**Task description**
Look for the word "crates" in the entries and copy each line where it appears.

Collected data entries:
++++++++++

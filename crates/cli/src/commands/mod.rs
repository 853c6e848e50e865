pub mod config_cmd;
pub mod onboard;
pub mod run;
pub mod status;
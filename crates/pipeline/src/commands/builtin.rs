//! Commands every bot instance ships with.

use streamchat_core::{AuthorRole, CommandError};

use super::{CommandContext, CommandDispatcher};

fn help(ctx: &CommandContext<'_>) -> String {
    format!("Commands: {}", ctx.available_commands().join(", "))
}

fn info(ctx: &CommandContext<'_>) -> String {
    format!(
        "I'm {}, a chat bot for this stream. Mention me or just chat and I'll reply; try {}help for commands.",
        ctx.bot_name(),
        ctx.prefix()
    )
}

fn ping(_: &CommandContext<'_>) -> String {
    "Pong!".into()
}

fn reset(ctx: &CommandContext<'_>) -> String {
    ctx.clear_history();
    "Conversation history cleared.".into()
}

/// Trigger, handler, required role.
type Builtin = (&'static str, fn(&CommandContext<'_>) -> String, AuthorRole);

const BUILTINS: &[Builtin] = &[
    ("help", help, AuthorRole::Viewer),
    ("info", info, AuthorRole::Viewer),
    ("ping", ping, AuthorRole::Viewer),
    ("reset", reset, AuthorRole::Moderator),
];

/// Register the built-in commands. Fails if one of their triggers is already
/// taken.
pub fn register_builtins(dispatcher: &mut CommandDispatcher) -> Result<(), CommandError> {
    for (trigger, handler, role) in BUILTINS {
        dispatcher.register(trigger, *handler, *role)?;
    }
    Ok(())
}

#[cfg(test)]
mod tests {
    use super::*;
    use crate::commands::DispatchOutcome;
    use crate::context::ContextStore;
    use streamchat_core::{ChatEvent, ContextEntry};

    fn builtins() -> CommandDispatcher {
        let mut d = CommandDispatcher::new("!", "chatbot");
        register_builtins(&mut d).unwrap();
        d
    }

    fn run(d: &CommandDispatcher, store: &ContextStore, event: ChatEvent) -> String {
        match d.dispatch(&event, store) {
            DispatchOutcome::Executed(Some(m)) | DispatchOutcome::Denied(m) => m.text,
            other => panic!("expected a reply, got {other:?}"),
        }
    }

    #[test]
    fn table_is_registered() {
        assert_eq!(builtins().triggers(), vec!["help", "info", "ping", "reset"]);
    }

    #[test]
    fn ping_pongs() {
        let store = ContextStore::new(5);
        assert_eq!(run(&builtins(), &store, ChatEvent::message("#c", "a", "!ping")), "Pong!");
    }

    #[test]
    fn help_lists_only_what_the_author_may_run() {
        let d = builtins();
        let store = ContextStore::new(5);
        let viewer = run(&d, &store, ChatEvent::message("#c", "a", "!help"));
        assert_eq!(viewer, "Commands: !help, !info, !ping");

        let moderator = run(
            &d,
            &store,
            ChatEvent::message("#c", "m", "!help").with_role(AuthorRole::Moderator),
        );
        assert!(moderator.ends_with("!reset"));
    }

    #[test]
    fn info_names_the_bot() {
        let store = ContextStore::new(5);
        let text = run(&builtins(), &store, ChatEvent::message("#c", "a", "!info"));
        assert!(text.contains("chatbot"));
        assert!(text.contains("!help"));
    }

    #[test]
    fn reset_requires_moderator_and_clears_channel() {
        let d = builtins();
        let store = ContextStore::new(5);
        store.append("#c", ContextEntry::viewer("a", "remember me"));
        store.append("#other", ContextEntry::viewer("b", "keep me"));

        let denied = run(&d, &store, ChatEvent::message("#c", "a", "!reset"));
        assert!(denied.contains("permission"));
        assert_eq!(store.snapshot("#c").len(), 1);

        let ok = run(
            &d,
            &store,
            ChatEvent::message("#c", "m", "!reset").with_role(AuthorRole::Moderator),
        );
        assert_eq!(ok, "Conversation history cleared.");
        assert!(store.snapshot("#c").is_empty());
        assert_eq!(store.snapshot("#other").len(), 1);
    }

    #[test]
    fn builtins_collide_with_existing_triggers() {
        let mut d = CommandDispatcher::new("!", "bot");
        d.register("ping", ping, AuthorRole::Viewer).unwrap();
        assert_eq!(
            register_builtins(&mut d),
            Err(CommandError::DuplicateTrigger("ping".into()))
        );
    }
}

++++++++++

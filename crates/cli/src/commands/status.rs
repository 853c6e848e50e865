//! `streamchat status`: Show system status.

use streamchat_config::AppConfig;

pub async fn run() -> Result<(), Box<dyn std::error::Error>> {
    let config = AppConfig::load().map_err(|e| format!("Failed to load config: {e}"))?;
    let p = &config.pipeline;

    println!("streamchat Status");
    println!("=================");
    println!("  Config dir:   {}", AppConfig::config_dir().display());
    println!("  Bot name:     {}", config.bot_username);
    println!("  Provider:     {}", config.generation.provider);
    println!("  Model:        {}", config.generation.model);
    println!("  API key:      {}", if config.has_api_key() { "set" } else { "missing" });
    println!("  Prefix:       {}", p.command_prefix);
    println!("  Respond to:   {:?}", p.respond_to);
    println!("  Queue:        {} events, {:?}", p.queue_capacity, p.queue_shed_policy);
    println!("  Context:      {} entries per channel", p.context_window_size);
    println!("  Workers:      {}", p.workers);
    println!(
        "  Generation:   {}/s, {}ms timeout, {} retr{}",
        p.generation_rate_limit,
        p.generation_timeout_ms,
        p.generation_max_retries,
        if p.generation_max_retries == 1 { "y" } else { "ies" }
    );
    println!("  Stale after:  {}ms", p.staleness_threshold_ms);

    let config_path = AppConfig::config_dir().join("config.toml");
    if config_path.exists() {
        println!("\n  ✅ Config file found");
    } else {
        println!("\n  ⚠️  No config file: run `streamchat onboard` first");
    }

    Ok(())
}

++++++++++

**Solution**
filename crates/cli/src/commands/mod.rs
filename crates/pipeline/src/commands/builtin.rs
filename crates/cli/src/commands/status.rs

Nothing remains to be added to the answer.